I woke this morning feeling decidedly grim with my sinuses all blocked again, sore throat and earache.
Thankfully, it was a slow start day so once Rose was packed off, I could plod at my own pace.
The doc rang to check up on me so I talked to her about my latest symptoms and Rose's complaints and decided I had to get a dr's appointment ASAP for Rose. So I worked on that, getting the very last appointment at the discretion of the doctor.
I got ready to go shopping and got in the car and, once again, it would not start. I felt pretty deflated. I was at least sure it was the battery this time as it wasn't even starting. So I called Steve as I already felt I'd had enough for one day and he called the mechanic who came out and took the car away after jump-starting it. So much for shopping.
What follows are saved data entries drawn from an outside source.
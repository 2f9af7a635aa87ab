//! Output-device adapters: a cpal-backed realtime device and an offline
//! renderer, both driving the same oscillator/gain node graph with
//! Web-Audio-style timed parameter automation.

use std::f64::consts::TAU;
use std::path::Path;
use std::sync::atomic::{AtomicBool, Ordering};
use std::sync::{mpsc, Arc};
use std::thread;
use std::time::Duration;

use cpal::traits::{DeviceTrait, HostTrait, StreamTrait};
use cpal::{SampleFormat, StreamConfig};
use parking_lot::Mutex;
use tracing::{error, info};

use crate::device::{AudioOutput, DeviceError, NodeId, Waveform};

#[derive(Clone, Copy, Debug, PartialEq)]
enum RampKind {
    Set,
    Linear,
    Exponential,
}

#[derive(Clone, Copy, Debug)]
struct AutomationEvent {
    time: f64,
    value: f64,
    kind: RampKind,
}

/// Scheduled parameter. Evaluation walks forward with a cursor since render
/// time is monotonic; ramps interpolate from the previous event's value.
#[derive(Debug)]
struct Param {
    initial: f64,
    events: Vec<AutomationEvent>,
    cursor: usize,
}

impl Param {
    fn new(initial: f64) -> Self {
        Self {
            initial,
            events: Vec::new(),
            cursor: 0,
        }
    }

    fn insert(&mut self, event: AutomationEvent) {
        let index = self.events.partition_point(|e| e.time <= event.time);
        self.events.insert(index, event);
        if index < self.cursor {
            self.cursor = index;
        }
    }

    fn value_at(&mut self, time: f64) -> f64 {
        while self.cursor < self.events.len() && self.events[self.cursor].time <= time {
            self.cursor += 1;
        }
        let (previous_time, previous_value) = if self.cursor == 0 {
            (0.0, self.initial)
        } else {
            let previous = self.events[self.cursor - 1];
            (previous.time, previous.value)
        };
        match self.events.get(self.cursor) {
            None => previous_value,
            Some(next) => {
                let span = next.time - previous_time;
                match next.kind {
                    RampKind::Set => previous_value,
                    _ if span <= 0.0 => next.value,
                    RampKind::Linear => {
                        previous_value + (next.value - previous_value) * (time - previous_time) / span
                    }
                    RampKind::Exponential => {
                        if previous_value <= 0.0 || next.value <= 0.0 {
                            // exponential ramps are undefined across zero;
                            // fall back to a linear segment
                            previous_value
                                + (next.value - previous_value) * (time - previous_time) / span
                        } else {
                            previous_value
                                * (next.value / previous_value).powf((time - previous_time) / span)
                        }
                    }
                }
            }
        }
    }
}

#[derive(Debug)]
enum NodeKind {
    Destination,
    Oscillator {
        waveform: Waveform,
        frequency: Param,
        phase: f64,
        playing: bool,
        output: Option<NodeId>,
    },
    Gain {
        gain: Param,
        output: Option<NodeId>,
    },
}

/// The audio graph shared between the scheduling side and the render side.
/// Oscillators feed gain chains that terminate at the destination.
pub(crate) struct Graph {
    sample_rate: f64,
    frames: u64,
    nodes: Vec<NodeKind>,
    levels: Vec<f64>,
}

impl Graph {
    fn new(sample_rate: f64) -> Self {
        Self {
            sample_rate,
            frames: 0,
            nodes: vec![NodeKind::Destination],
            levels: Vec::new(),
        }
    }

    fn current_time(&self) -> f64 {
        self.frames as f64 / self.sample_rate
    }

    fn set_sample_rate(&mut self, sample_rate: f64) {
        self.sample_rate = sample_rate;
    }

    fn create_oscillator(&mut self, waveform: Waveform, frequency: f64) -> NodeId {
        self.nodes.push(NodeKind::Oscillator {
            waveform,
            frequency: Param::new(frequency),
            phase: 0.0,
            playing: false,
            output: None,
        });
        self.nodes.len() - 1
    }

    fn create_gain(&mut self, value: f64) -> NodeId {
        self.nodes.push(NodeKind::Gain {
            gain: Param::new(value),
            output: None,
        });
        self.nodes.len() - 1
    }

    fn connect(&mut self, source: NodeId, sink: NodeId) {
        match self.nodes.get_mut(source) {
            Some(NodeKind::Oscillator { output, .. }) | Some(NodeKind::Gain { output, .. }) => {
                *output = Some(sink)
            }
            _ => {}
        }
    }

    fn schedule(&mut self, node: NodeId, event: AutomationEvent) {
        match self.nodes.get_mut(node) {
            Some(NodeKind::Oscillator { frequency, .. }) => frequency.insert(event),
            Some(NodeKind::Gain { gain, .. }) => gain.insert(event),
            _ => {}
        }
    }

    fn set_playing(&mut self, node: NodeId, value: bool) {
        if let Some(NodeKind::Oscillator { playing, .. }) = self.nodes.get_mut(node) {
            *playing = value;
        }
    }

    fn render_frame(&mut self) -> f32 {
        let time = self.current_time();
        let sample_rate = self.sample_rate;
        self.frames += 1;

        if self.levels.len() != self.nodes.len() {
            self.levels.resize(self.nodes.len(), 1.0);
        }
        for index in 0..self.nodes.len() {
            if let NodeKind::Gain { gain, .. } = &mut self.nodes[index] {
                self.levels[index] = gain.value_at(time);
            }
        }

        let mut mix = 0.0f64;
        for index in 0..self.nodes.len() {
            let (sample, start) = match &mut self.nodes[index] {
                NodeKind::Oscillator {
                    waveform,
                    frequency,
                    phase,
                    playing: true,
                    output,
                } => {
                    let f = frequency.value_at(time);
                    let sample = match waveform {
                        Waveform::Sine => (TAU * *phase).sin(),
                        Waveform::Sawtooth => 2.0 * *phase - 1.0,
                    };
                    *phase += f / sample_rate;
                    *phase -= phase.floor();
                    (sample, *output)
                }
                _ => continue,
            };

            let mut level = 1.0;
            let mut next = start;
            let mut reached_destination = false;
            let mut hops = 0;
            while let Some(id) = next {
                hops += 1;
                if hops > self.nodes.len() {
                    break;
                }
                match &self.nodes[id] {
                    NodeKind::Destination => {
                        reached_destination = true;
                        break;
                    }
                    NodeKind::Gain { output, .. } => {
                        level *= self.levels[id];
                        next = *output;
                    }
                    NodeKind::Oscillator { .. } => break,
                }
            }
            if reached_destination {
                mix += sample * level;
            }
        }
        mix as f32
    }

    fn render_block(&mut self, buffer: &mut [f32], channels: usize) {
        for frame in buffer.chunks_mut(channels) {
            let sample = self.render_frame().clamp(-1.0, 1.0);
            for out in frame {
                *out = sample;
            }
        }
    }
}

type SharedGraph = Arc<Mutex<Graph>>;

fn graph_output(graph: &SharedGraph) -> GraphOps {
    GraphOps {
        graph: Arc::clone(graph),
    }
}

/// Common AudioOutput plumbing over a shared graph.
struct GraphOps {
    graph: SharedGraph,
}

impl GraphOps {
    fn schedule(&self, node: NodeId, value: f64, time: f64, kind: RampKind) {
        self.graph
            .lock()
            .schedule(node, AutomationEvent { time, value, kind });
    }
}

/// Realtime output through the default cpal device. The stream lives on its
/// own thread because cpal streams cannot move between threads.
pub struct CpalDevice {
    ops: GraphOps,
    running: Arc<AtomicBool>,
    started: bool,
}

impl CpalDevice {
    pub fn new(sample_rate: u32) -> Self {
        let graph = Arc::new(Mutex::new(Graph::new(sample_rate as f64)));
        Self {
            ops: graph_output(&graph),
            running: Arc::new(AtomicBool::new(false)),
            started: false,
        }
    }
}

impl Drop for CpalDevice {
    fn drop(&mut self) {
        self.running.store(false, Ordering::SeqCst);
    }
}

impl AudioOutput for CpalDevice {
    fn resume_if_suspended(&mut self) -> Result<(), DeviceError> {
        if self.started {
            return Ok(());
        }
        self.running.store(true, Ordering::SeqCst);
        let graph = Arc::clone(&self.ops.graph);
        let running = Arc::clone(&self.running);
        let (ready, status) = mpsc::channel();
        thread::spawn(move || run_stream(graph, running, ready));
        match status.recv() {
            Ok(Ok(())) => {
                self.started = true;
                Ok(())
            }
            Ok(Err(e)) => {
                self.running.store(false, Ordering::SeqCst);
                Err(e)
            }
            Err(_) => {
                self.running.store(false, Ordering::SeqCst);
                Err(DeviceError::Unavailable("audio thread exited".into()))
            }
        }
    }

    fn current_time(&self) -> f64 {
        self.ops.graph.lock().current_time()
    }

    fn create_oscillator(&mut self, waveform: Waveform, frequency: f64) -> NodeId {
        self.ops.graph.lock().create_oscillator(waveform, frequency)
    }

    fn create_gain(&mut self, value: f64) -> NodeId {
        self.ops.graph.lock().create_gain(value)
    }

    fn connect(&mut self, source: NodeId, sink: NodeId) {
        self.ops.graph.lock().connect(source, sink);
    }

    fn set_value_at(&mut self, node: NodeId, value: f64, time: f64) {
        self.ops.schedule(node, value, time, RampKind::Set);
    }

    fn linear_ramp_to(&mut self, node: NodeId, value: f64, time: f64) {
        self.ops.schedule(node, value, time, RampKind::Linear);
    }

    fn exponential_ramp_to(&mut self, node: NodeId, value: f64, time: f64) {
        self.ops.schedule(node, value, time, RampKind::Exponential);
    }

    fn start_node(&mut self, node: NodeId) {
        self.ops.graph.lock().set_playing(node, true);
    }

    fn stop_node(&mut self, node: NodeId) {
        self.ops.graph.lock().set_playing(node, false);
    }
}

fn run_stream(
    graph: SharedGraph,
    running: Arc<AtomicBool>,
    ready: mpsc::Sender<Result<(), DeviceError>>,
) {
    let host = cpal::default_host();
    let Some(device) = host.default_output_device() else {
        let _ = ready.send(Err(DeviceError::Unavailable("no output device".into())));
        return;
    };
    let supported = match device.default_output_config() {
        Ok(config) => config,
        Err(e) => {
            let _ = ready.send(Err(DeviceError::Unavailable(e.to_string())));
            return;
        }
    };
    let sample_format = supported.sample_format();
    let config: StreamConfig = supported.into();
    let channels = config.channels as usize;
    graph.lock().set_sample_rate(config.sample_rate.0 as f64);
    info!(
        rate = config.sample_rate.0,
        channels, "audio stream starting"
    );

    let callback_graph = Arc::clone(&graph);
    let audio_callback = move |data: &mut [f32], _: &cpal::OutputCallbackInfo| {
        callback_graph.lock().render_block(data, channels);
    };
    let err_fn = |err| error!("stream error: {err}");

    let stream = match sample_format {
        SampleFormat::F32 => device.build_output_stream(&config, audio_callback, err_fn, None),
        other => {
            let _ = ready.send(Err(DeviceError::Stream(format!(
                "unsupported sample format {other:?}"
            ))));
            return;
        }
    };
    let stream = match stream {
        Ok(stream) => stream,
        Err(e) => {
            let _ = ready.send(Err(DeviceError::Stream(e.to_string())));
            return;
        }
    };
    if let Err(e) = stream.play() {
        let _ = ready.send(Err(DeviceError::Stream(e.to_string())));
        return;
    }
    let _ = ready.send(Ok(()));

    // keep the stream alive until the device is dropped
    while running.load(Ordering::SeqCst) {
        thread::sleep(Duration::from_millis(100));
    }
}

/// Offline variant of the same graph: no stream, time advances only as
/// frames are pulled, so a whole run renders as fast as the CPU allows.
pub struct OfflineDevice {
    ops: GraphOps,
    sample_rate: u32,
}

impl OfflineDevice {
    pub fn new(sample_rate: u32) -> Self {
        let graph = Arc::new(Mutex::new(Graph::new(sample_rate as f64)));
        Self {
            ops: graph_output(&graph),
            sample_rate,
        }
    }

    /// Renderer handle to keep after the device itself moves into the
    /// engine.
    pub fn renderer(&self) -> OfflineRenderer {
        OfflineRenderer {
            graph: Arc::clone(&self.ops.graph),
            sample_rate: self.sample_rate,
        }
    }
}

impl AudioOutput for OfflineDevice {
    fn resume_if_suspended(&mut self) -> Result<(), DeviceError> {
        Ok(())
    }

    fn current_time(&self) -> f64 {
        self.ops.graph.lock().current_time()
    }

    fn create_oscillator(&mut self, waveform: Waveform, frequency: f64) -> NodeId {
        self.ops.graph.lock().create_oscillator(waveform, frequency)
    }

    fn create_gain(&mut self, value: f64) -> NodeId {
        self.ops.graph.lock().create_gain(value)
    }

    fn connect(&mut self, source: NodeId, sink: NodeId) {
        self.ops.graph.lock().connect(source, sink);
    }

    fn set_value_at(&mut self, node: NodeId, value: f64, time: f64) {
        self.ops.schedule(node, value, time, RampKind::Set);
    }

    fn linear_ramp_to(&mut self, node: NodeId, value: f64, time: f64) {
        self.ops.schedule(node, value, time, RampKind::Linear);
    }

    fn exponential_ramp_to(&mut self, node: NodeId, value: f64, time: f64) {
        self.ops.schedule(node, value, time, RampKind::Exponential);
    }

    fn start_node(&mut self, node: NodeId) {
        self.ops.graph.lock().set_playing(node, true);
    }

    fn stop_node(&mut self, node: NodeId) {
        self.ops.graph.lock().set_playing(node, false);
    }
}

pub struct OfflineRenderer {
    graph: SharedGraph,
    sample_rate: u32,
}

impl OfflineRenderer {
    /// Render `duration` seconds of the scheduled graph to a 16-bit stereo
    /// WAV file.
    pub fn render_to_wav<P: AsRef<Path>>(
        &self,
        duration: f64,
        path: P,
    ) -> Result<(), Box<dyn std::error::Error>> {
        let spec = hound::WavSpec {
            channels: 2,
            sample_rate: self.sample_rate,
            bits_per_sample: 16,
            sample_format: hound::SampleFormat::Int,
        };
        let mut writer = hound::WavWriter::create(path.as_ref(), spec)?;
        let mut remaining = (duration * self.sample_rate as f64) as usize;
        let mut buffer = vec![0.0f32; 512 * 2];
        while remaining > 0 {
            let frames = 512.min(remaining);
            buffer.resize(frames * 2, 0.0);
            self.graph.lock().render_block(&mut buffer[..frames * 2], 2);
            for sample in &buffer[..frames * 2] {
                writer.write_sample((sample.clamp(-1.0, 1.0) * i16::MAX as f32) as i16)?;
            }
            remaining -= frames;
        }
        writer.finalize()?;
        Ok(())
    }
}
The car came back in time to take Rose. As I was driving I was marvelling at the minimal traffic and thought, 'There must be a lot of Monday cars,' as the realisation struck me that I was driving a MONDAY car!! Shortly after that I saw a batch of traffic cops. I avoided them by driving down the far lane at a fast clip and was considering turning round for home when I got pulled over by the next traffic cop. To compound my error, I did not have my driving license in the car. So he and his partner - who he called over - start saying "impound" and I end up parked in this car park with my head in my hands while he says, "Want car impound? What do you want?" Obviously waiting for me to offer money. He claims it will cost me 2500 pesos to get my car released and a long time to get it back (that part I definitely believe). So I end up paying and am allowed to go home. With Rose still insisting she wants to see the doctor!
When I got home I got very upset and, once again, I am grateful my husband is the coolest dude ever.
As for wanting to go "home", I'm home wherever Steve is. I don't think any place feels like home anymore. And, actually, I don't believe it should because I don't think I will be home until after I die.